Y también nos dice Johnson, al referirse a la justificación agustiniana del uso de la violencia pública para atraer a la gente a la verdadera fe (p. 117):
Aquí, articulado por vez primera, el llamado de la Iglesia persecutora a todos los elementos autoritarios de la sociedad, en verdad de la naturaleza humana. Ni Agustín se limitaba a obrar sólo a nivel intelectual. Era un obispo eminente, que trabajaba activamente con el Estado para imponer la uniformidad imperial... Agustín modificó el punto de vista de la ortodoxia respecto de las divergencias religiosas, en dos ideas fundamentales. Primero,... por la justificación de la persecución constructiva: la idea de que el hereje no debía ser expulsado sino, contrariamente, obligado a retractarse y conformarse con la fe, o ser destruido "Constríñelos a estar dentro". Su segunda contribución fue todavía, en alguna forma, más siniestra, púes implicaba la censura constructiva. Agustín creía que era obligación del intelectual ortodoxo el identificar la herejía incipiente, traerla a la superficie y exponerla, y así forzar a los responsables de ella a abandonar su orientación intelectual o aceptar el status de herejes.

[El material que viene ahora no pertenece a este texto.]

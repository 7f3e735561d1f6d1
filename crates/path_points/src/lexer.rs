//! Scans path data into [`Command`]s.
//!
//! Every supported letter is followed by exactly the number of arguments it
//! takes. Arguments are separated by whitespace and/or a single comma, or sit
//! directly next to each other when a sign makes the boundary unambiguous
//! (`M10-5`). Anything the grammar does not accept is reported as an
//! unsupported segment running up to the next command letter.

use anyhow::Result;
use nom::{
    bytes::complete::{take_till, take_while},
    character::complete::{anychar, char, digit1, one_of},
    combinator::{map_res, opt, recognize},
    error::{Error as NomError, ErrorKind},
    multi::count,
    sequence::{pair, preceded, tuple},
    IResult,
};
use tracing::warn;

use crate::{command::Command, error::PathError};

type LexResult<'a, O> = IResult<&'a str, O>;

/// A recognized command together with the text it was read from.
#[derive(Debug, Clone, PartialEq)]
pub struct Lexeme<'a> {
    pub text: &'a str,
    pub command: Command,
}

#[inline]
fn is_command_letter(c: char) -> bool {
    Command::LETTERS.contains(c)
}

/// Same whitespace as [`space`], plus commas.
#[inline]
fn is_separator(c: char) -> bool {
    c == ',' || c.is_whitespace()
}

#[inline]
fn to_nom<O>(result: Option<O>, input: &str, error_kind: ErrorKind) -> LexResult<O> {
    result
        .map(|o| (input, o))
        .ok_or_else(|| nom::Err::Error(NomError::new(input, error_kind)))
}

fn number(input: &str) -> LexResult<f64> {
    map_res(
        recognize(tuple((opt(char('-')), digit1, opt(pair(char('.'), digit1))))),
        str::parse::<f64>,
    )(input)
}

fn space(input: &str) -> LexResult<&str> {
    take_while(char::is_whitespace)(input)
}

fn separator(input: &str) -> LexResult<()> {
    let (rest, _) = tuple((space, opt(char(',')), space))(input)?;
    Ok((rest, ()))
}

fn command(input: &str) -> LexResult<Command> {
    let (rest, letter) = one_of(Command::LETTERS)(input)?;
    let (_, arity) = to_nom(Command::arity(letter), rest, ErrorKind::OneOf)?;
    let (rest, args) = count(preceded(separator, number), arity)(rest)?;
    to_nom(Command::from_parts(letter, &args), rest, ErrorKind::Count)
}

/// Takes the offending character plus everything up to the next command letter.
fn unsupported(input: &str) -> LexResult<&str> {
    recognize(pair(anychar, take_till(is_command_letter)))(input)
}

/// Lazily walks path data, yielding one item per command or unsupported segment.
#[derive(Debug, Clone)]
pub struct Scanner<'a> {
    rest: &'a str,
}

impl<'a> Iterator for Scanner<'a> {
    type Item = std::result::Result<Lexeme<'a>, PathError>;

    fn next(&mut self) -> Option<Self::Item> {
        let input = self.rest.trim_start_matches(is_separator);
        if input.is_empty() {
            self.rest = input;
            return None;
        }

        if let Ok((rest, command)) = command(input) {
            self.rest = rest;
            let text = &input[..input.len() - rest.len()];
            return Some(Ok(Lexeme { text, command }));
        }

        let (rest, segment) = unsupported(input).unwrap_or(("", input));
        self.rest = rest;
        Some(Err(PathError::UnsupportedCommand {
            segment: segment.trim_end_matches(is_separator).to_string(),
        }))
    }
}

pub fn scan(path: &str) -> Scanner<'_> {
    Scanner { rest: path }
}

/// Collects every recognized command in order of appearance.
///
/// Unsupported segments are logged and skipped. Fails only when nothing at
/// all could be recognized.
pub fn tokenize(path: &str) -> Result<Vec<Lexeme<'_>>> {
    let lexemes = scan(path)
        .filter_map(|item| match item {
            Ok(lexeme) => Some(lexeme),
            Err(err) => {
                warn!(%err, "skipping path segment");
                None
            }
        })
        .collect::<Vec<_>>();

    if lexemes.is_empty() {
        return Err(PathError::NoCommandsFound.into());
    }
    Ok(lexemes)
}
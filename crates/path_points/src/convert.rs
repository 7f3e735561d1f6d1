use anyhow::Result;
use serde::{Deserialize, Serialize};
use shared::{Precision, Step};
use tracing::{debug, debug_span};

use crate::curve::{CurveSampler, CurveSampling};
use crate::lexer::tokenize;
use crate::state::{Context, PathState};
use crate::SubPath;

#[derive(Debug, Clone, PartialEq, Serialize, Deserialize)]
#[serde(default)]
pub struct ConvertOptions {
    /// Decimal digits every coordinate is rounded to.
    pub precision: Precision,
    /// Spacing of the points generated for `H`/`V` lines.
    pub step: Step,
    /// How `C`/`c` curves are turned into points.
    pub curve: CurveSampling,
    /// Close the open sub-path when a move command starts a new one.
    pub close_on_move: bool,
    /// Most points a single `H`/`V`/`C` command may produce. Commands over
    /// the limit are skipped with a warning.
    pub point_limit: usize,
}

impl ConvertOptions {
    pub const DEFAULT_POINT_LIMIT: usize = 100_000;
}

impl Default for ConvertOptions {
    fn default() -> Self {
        ConvertOptions {
            precision: Precision::default(),
            step: Step::default(),
            curve: CurveSampling::default(),
            close_on_move: false,
            point_limit: ConvertOptions::DEFAULT_POINT_LIMIT,
        }
    }
}

/// Converts path data into the points of its closed sub-paths.
///
/// ```
/// let sub_paths = path_points::convert("M0,0 H20 Z").unwrap();
/// let points = sub_paths[0].iter().map(|p| p.to_array()).collect::<Vec<_>>();
/// assert_eq!(points, vec![[0.0, 0.0], [10.0, 0.0], [20.0, 0.0]]);
/// ```
pub fn convert(path: &str) -> Result<Vec<SubPath>> {
    convert_with(path, &ConvertOptions::default())
}

pub fn convert_with(path: &str, options: &ConvertOptions) -> Result<Vec<SubPath>> {
    convert_with_sampler(path, options, &options.curve)
}

/// Like [`convert_with`] but samples curves with a caller supplied sampler
/// instead of `options.curve`.
pub fn convert_with_sampler(
    path: &str,
    options: &ConvertOptions,
    sampler: &dyn CurveSampler,
) -> Result<Vec<SubPath>> {
    let lexemes = tokenize(path)?;
    let cx = Context { options, sampler };

    let state = lexemes.iter().fold(PathState::default(), |state, lexeme| {
        let _span = debug_span!("command", text = lexeme.text).entered();
        debug!(
            letter = %lexeme.command.letter(),
            arguments = ?lexeme.command.arguments(),
            "parsed"
        );
        let state = state.apply(&lexeme.command, &cx);
        debug!(cursor = ?state.cursor(), last = ?state.open().last(), "applied");
        state
    });

    Ok(state.finish())
}
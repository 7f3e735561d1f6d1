use std::fs;
use std::path::Path;

use anyhow::{Context, Result};
use path_points::{ConvertOptions, CurveSampling, Precision, Tolerance};

use crate::{Cli, SamplerKind};

/// Reads options from a TOML file. Missing keys keep their defaults.
pub fn load(path: &Path) -> Result<ConvertOptions> {
    let content = fs::read_to_string(path)
        .with_context(|| format!("Failed to read {}", path.display()))?;
    parse(&content).with_context(|| format!("Failed to parse {}", path.display()))
}

pub fn parse(content: &str) -> Result<ConvertOptions> {
    Ok(toml::from_str(content)?)
}

/// Applies command-line flags on top of `options`.
pub fn apply_flags(mut options: ConvertOptions, cli: &Cli) -> Result<ConvertOptions> {
    if let Some(digits) = cli.precision {
        options.precision = Precision::new(digits)?;
    }
    if cli.close_on_move {
        options.close_on_move = true;
    }
    if let Some(limit) = cli.point_limit {
        options.point_limit = limit;
    }

    let sampler = match cli.sampler {
        Some(kind) => kind,
        None => match options.curve {
            CurveSampling::Flatten { .. } => SamplerKind::Flatten,
            CurveSampling::Uniform { .. } => SamplerKind::Uniform,
        },
    };
    options.curve = match (sampler, options.curve) {
        (SamplerKind::Flatten, current) => {
            let tolerance = match (cli.tolerance, current) {
                (Some(t), _) => Tolerance::new(t)?,
                (None, CurveSampling::Flatten { tolerance }) => tolerance,
                (None, _) => Tolerance::default(),
            };
            CurveSampling::Flatten { tolerance }
        }
        (SamplerKind::Uniform, current) => {
            let segments = match (cli.segments, current) {
                (Some(n), _) => n,
                (None, CurveSampling::Uniform { segments }) => segments,
                (None, _) => CurveSampling::DEFAULT_SEGMENTS,
            };
            CurveSampling::Uniform { segments }
        }
    };
    Ok(options)
}

#[cfg(test)]
mod test {
    use clap::Parser;
    use path_points::{ConvertOptions, CurveSampling, Tolerance};

    use super::{apply_flags, parse};
    use crate::Cli;

    fn cli(args: &[&str]) -> Cli {
        Cli::try_parse_from(std::iter::once("path2points").chain(args.iter().copied())).unwrap()
    }

    #[test]
    fn flags_override_file() {
        let from_file = parse("precision = 1\n[curve]\nkind = \"uniform\"\nsegments = 3").unwrap();
        let options = apply_flags(
            from_file,
            &cli(&["--precision", "4", "--segments", "6", "--point-limit", "50"]),
        )
        .unwrap();
        assert_eq!(options.precision.digits(), 4);
        assert_eq!(options.point_limit, 50);
        assert_eq!(options.curve, CurveSampling::Uniform { segments: 6 });
    }

    #[test]
    fn switching_sampler_uses_its_defaults() {
        let options = apply_flags(ConvertOptions::default(), &cli(&["--sampler", "uniform"])).unwrap();
        assert_eq!(options.curve, CurveSampling::uniform());

        let options = apply_flags(ConvertOptions::default(), &cli(&["--tolerance", "0.1"])).unwrap();
        assert_eq!(
            options.curve,
            CurveSampling::Flatten {
                tolerance: Tolerance::new(0.1).unwrap()
            }
        );
    }

    #[test]
    fn no_flags_keep_defaults() {
        let options = apply_flags(ConvertOptions::default(), &cli(&["M0,0 Z"])).unwrap();
        assert_eq!(options, ConvertOptions::default());
    }

    #[test]
    fn bad_values_are_errors() {
        assert!(apply_flags(ConvertOptions::default(), &cli(&["--precision", "99"])).is_err());
        assert!(apply_flags(ConvertOptions::default(), &cli(&["--tolerance", "0"])).is_err());
        assert!(parse("step = \"far\"").is_err());
    }
}
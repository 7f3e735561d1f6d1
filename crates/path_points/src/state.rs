use std::mem;

use lyon::geom::{point, CubicBezierSegment};
use shared::safe_number;
use tracing::{debug, warn};

use crate::command::{Command, Position};
use crate::convert::ConvertOptions;
use crate::curve::CurveSampler;
use crate::error::PathError;
use crate::expand::{expand_line, Axis};
use crate::{Point, SubPath, Vector};

/// Everything a transition needs besides the state itself.
pub struct Context<'a> {
    pub options: &'a ConvertOptions,
    pub sampler: &'a dyn CurveSampler,
}

/// Pen state while walking a path: where the pen is, the sub-path being drawn
/// and the sub-paths already closed.
#[derive(Debug, Clone, PartialEq)]
pub struct PathState {
    cursor: Point,
    open: SubPath,
    closed: Vec<SubPath>,
}

impl Default for PathState {
    fn default() -> Self {
        PathState {
            cursor: point(0.0, 0.0),
            open: vec![],
            closed: vec![],
        }
    }
}

impl PathState {
    pub fn cursor(&self) -> Point {
        self.cursor
    }

    pub fn open(&self) -> &[Point] {
        &self.open
    }

    pub fn closed(&self) -> &[SubPath] {
        &self.closed
    }

    pub fn apply(self, command: &Command, cx: &Context) -> Self {
        match *command {
            Command::MoveTo(position, to) => {
                let state = if cx.options.close_on_move {
                    self.close()
                } else {
                    self
                };
                let at = state.resolve(position, to, cx);
                state.extend(Some(at))
            }
            Command::LineTo(position, to) => {
                let at = self.resolve(position, to, cx);
                self.extend(Some(at))
            }
            Command::HorizontalLineTo(position, x) => {
                let x = self.resolve_coordinate(position, Axis::X, x, cx);
                self.line_along(Axis::X, x, cx)
            }
            Command::VerticalLineTo(position, y) => {
                let y = self.resolve_coordinate(position, Axis::Y, y, cx);
                self.line_along(Axis::Y, y, cx)
            }
            Command::CubicTo {
                position,
                ctrl1,
                ctrl2,
                to,
            } => {
                // All three points are measured from the same cursor in relative mode.
                let curve = CubicBezierSegment {
                    from: self.cursor,
                    ctrl1: self.resolve(position, ctrl1, cx),
                    ctrl2: self.resolve(position, ctrl2, cx),
                    to: self.resolve(position, to, cx),
                };
                let precision = cx.options.precision;
                let points = match cx.sampler.sample(&curve, cx.options.point_limit) {
                    Ok(points) => points,
                    Err(err) => return self.skip(err),
                };
                let points = points
                    .into_iter()
                    .map(|p| point(safe_number(p.x, precision), safe_number(p.y, precision)))
                    .collect::<Vec<_>>();
                debug!(
                    control_points = ?[curve.from, curve.ctrl1, curve.ctrl2, curve.to],
                    samples = points.len(),
                    "sampled curve"
                );
                if points.is_empty() {
                    self.extend(Some(curve.to))
                } else {
                    self.extend(points)
                }
            }
            Command::Close(_) => self.close(),
        }
    }

    /// Returns the closed sub-paths. An unclosed trailing sub-path is dropped.
    pub fn finish(self) -> Vec<SubPath> {
        if !self.open.is_empty() {
            debug!(points = self.open.len(), "discarding unclosed sub-path");
        }
        self.closed
    }

    fn resolve(&self, position: Position, v: Vector, cx: &Context) -> Point {
        point(
            self.resolve_coordinate(position, Axis::X, v.x, cx),
            self.resolve_coordinate(position, Axis::Y, v.y, cx),
        )
    }

    fn resolve_coordinate(&self, position: Position, axis: Axis, v: f64, cx: &Context) -> f64 {
        let v = match position {
            Position::Absolute => v,
            Position::Relative => axis.coordinate(self.cursor) + v,
        };
        safe_number(v, cx.options.precision)
    }

    fn line_along(self, axis: Axis, v: f64, cx: &Context) -> Self {
        let to = axis.with_coordinate(self.cursor, v);
        let options = cx.options;
        match expand_line(self.cursor, to, axis, options.step, options.precision, options.point_limit) {
            Ok(points) => self.extend(points),
            Err(err) => self.skip(err),
        }
    }

    /// Leaves the state untouched for a command that cannot be carried out.
    fn skip(self, err: PathError) -> Self {
        warn!(%err, "skipping command");
        self
    }

    fn extend(mut self, points: impl IntoIterator<Item = Point>) -> Self {
        for p in points {
            self.open.push(p);
            self.cursor = p;
        }
        self
    }

    fn close(mut self) -> Self {
        if !self.open.is_empty() {
            self.closed.push(mem::take(&mut self.open));
        }
        self
    }
}
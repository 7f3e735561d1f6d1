use std::convert::TryFrom;

use anyhow::Result;
use derive_more::{Deref, Display, Into};
use serde::{Deserialize, Serialize};

use crate::NumberError;

/// Maximum distance allowed between a curve and its flattened approximation.
#[derive(Debug, Copy, Clone, PartialEq, Deref, Display, Into, Serialize, Deserialize)]
#[serde(try_from = "f64", into = "f64")]
pub struct Tolerance(f64);

impl Tolerance {
    pub fn new(v: f64) -> Result<Self> {
        Ok(Tolerance::try_from(v)?)
    }
}

impl TryFrom<f64> for Tolerance {
    type Error = NumberError;

    fn try_from(v: f64) -> Result<Self, Self::Error> {
        if !v.is_finite() || v <= 0.0 {
            return Err(NumberError::InvalidTolerance(v));
        }
        Ok(Tolerance(v))
    }
}

impl Default for Tolerance {
    fn default() -> Self {
        Tolerance(0.5)
    }
}
use crate::Precision;

/// Brings a raw coordinate into canonical form.
///
/// `NaN` and the infinities collapse to `0.0`, finite values are rounded to
/// `precision` decimal digits and negative zero is folded into `0.0`, so that
/// two coordinates that print the same also compare equal.
pub fn safe_number(value: f64, precision: Precision) -> f64 {
    if !value.is_finite() {
        return 0.0;
    }
    let factor = precision.factor();
    let rounded = (value * factor).round() / factor;
    if !rounded.is_finite() {
        // Scaling overflowed; the value is already coarser than the precision.
        return value;
    }
    if rounded == 0.0 {
        0.0
    } else {
        rounded
    }
}
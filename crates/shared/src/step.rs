use std::convert::TryFrom;

use anyhow::Result;
use derive_more::{Deref, Display, Into};
use serde::{Deserialize, Serialize};

use crate::NumberError;

/// Distance between two generated points of an axis-aligned line.
#[derive(Debug, Copy, Clone, PartialEq, Deref, Display, Into, Serialize, Deserialize)]
#[serde(try_from = "f64", into = "f64")]
pub struct Step(f64);

impl Step {
    pub fn new(v: f64) -> Result<Self> {
        Ok(Step::try_from(v)?)
    }
}

impl TryFrom<f64> for Step {
    type Error = NumberError;

    fn try_from(v: f64) -> Result<Self, Self::Error> {
        if !v.is_finite() || v <= 0.0 {
            return Err(NumberError::InvalidStep(v));
        }
        Ok(Step(v))
    }
}

impl Default for Step {
    fn default() -> Self {
        Step(10.0)
    }
}
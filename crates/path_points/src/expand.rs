use lyon::geom::point;
use shared::{safe_number, Precision, Step};
use strum_macros::Display;

use crate::{error::PathError, Point};

/// Axis an axis-aligned line travels along.
#[derive(Debug, Copy, Clone, PartialEq, Eq, Display)]
pub enum Axis {
    X,
    Y,
}

impl Axis {
    #[inline]
    pub fn coordinate(self, p: Point) -> f64 {
        match self {
            Axis::X => p.x,
            Axis::Y => p.y,
        }
    }

    /// `base` with its coordinate on this axis replaced by `v`.
    #[inline]
    pub fn with_coordinate(self, base: Point, v: f64) -> Point {
        match self {
            Axis::X => point(v, base.y),
            Axis::Y => point(base.x, v),
        }
    }
}

/// Rounds half-way cases towards positive infinity, so `-2.5` becomes `-2`.
#[inline]
fn round_half_up(v: f64) -> f64 {
    (v + 0.5).floor()
}

/// Breaks an axis-aligned line into points `step` apart.
///
/// The distance is rounded to a whole number first and one point is placed
/// per full `step` of it, starting one step after `from`. The result always
/// ends with `to` itself; a last step landing exactly on `to` is not repeated.
/// Fails when more than `limit` points would be produced.
pub fn expand_line(
    from: Point,
    to: Point,
    axis: Axis,
    step: Step,
    precision: Precision,
    limit: usize,
) -> Result<Vec<Point>, PathError> {
    let start = axis.coordinate(from);
    let delta = round_half_up(axis.coordinate(to) - start);
    let stride = if delta < 0.0 { -*step } else { *step };
    let steps = (delta.abs() / *step).floor();
    if steps >= limit as f64 {
        return Err(PathError::TooManyPoints { limit });
    }

    let mut points = (1..=steps as usize)
        .map(|i| {
            let v = safe_number(start + i as f64 * stride, precision);
            axis.with_coordinate(from, v)
        })
        .collect::<Vec<_>>();
    if points.last() == Some(&to) {
        points.pop();
    }
    points.push(to);
    Ok(points)
}
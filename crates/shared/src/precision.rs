use std::convert::TryFrom;

use anyhow::Result;
use derive_more::{Display, Into};
use serde::{Deserialize, Serialize};

use crate::NumberError;

/// Number of decimal digits kept by [`crate::safe_number`].
#[derive(Debug, Copy, Clone, PartialEq, Eq, Display, Into, Serialize, Deserialize)]
#[serde(try_from = "u32", into = "u32")]
pub struct Precision(u32);

impl Precision {
    pub const MAX: u32 = 12;

    pub fn new(digits: u32) -> Result<Self> {
        Ok(Precision::try_from(digits)?)
    }

    pub fn digits(&self) -> u32 {
        self.0
    }

    pub(crate) fn factor(&self) -> f64 {
        10f64.powi(self.0 as i32)
    }
}

impl TryFrom<u32> for Precision {
    type Error = NumberError;

    fn try_from(digits: u32) -> Result<Self, Self::Error> {
        if digits > Precision::MAX {
            return Err(NumberError::PrecisionOutOfRange(digits));
        }
        Ok(Precision(digits))
    }
}

impl Default for Precision {
    fn default() -> Self {
        Precision(3)
    }
}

No obstante esta su vocación de "martillo de herejes", su pensamiento fue una fusión del platonismo y la fe cristiana, siguiendo en lo filosófico la corriente neoplatonista, fundada por Plotino (205-270), filosofía que mantuvo su vigencia, en gran parte gracias a Agustín durante la Edad Media, el Renacimiento protestante y hasta nuestros días. Comenzó como maniqueo, siguiendo las enseñanzas de Mani, tal como se difundieron en Occidente, de dos principios originales, el bien y el mal, correspondiendo al principio bueno lo espiritual y al malo lo material, por lo que el creyente debía llevar una vida ascética, de castidad total (Agustín, que vivía en concubinato en este período, perteneció a los grados inferiores, los "oyentes", a quienes les era consentido, por su atraso espiritual, el matrimonio). Se desencantó de la secta, por no poderle contestar sus sacerdotes adecuadam ente las dudas que planteaba.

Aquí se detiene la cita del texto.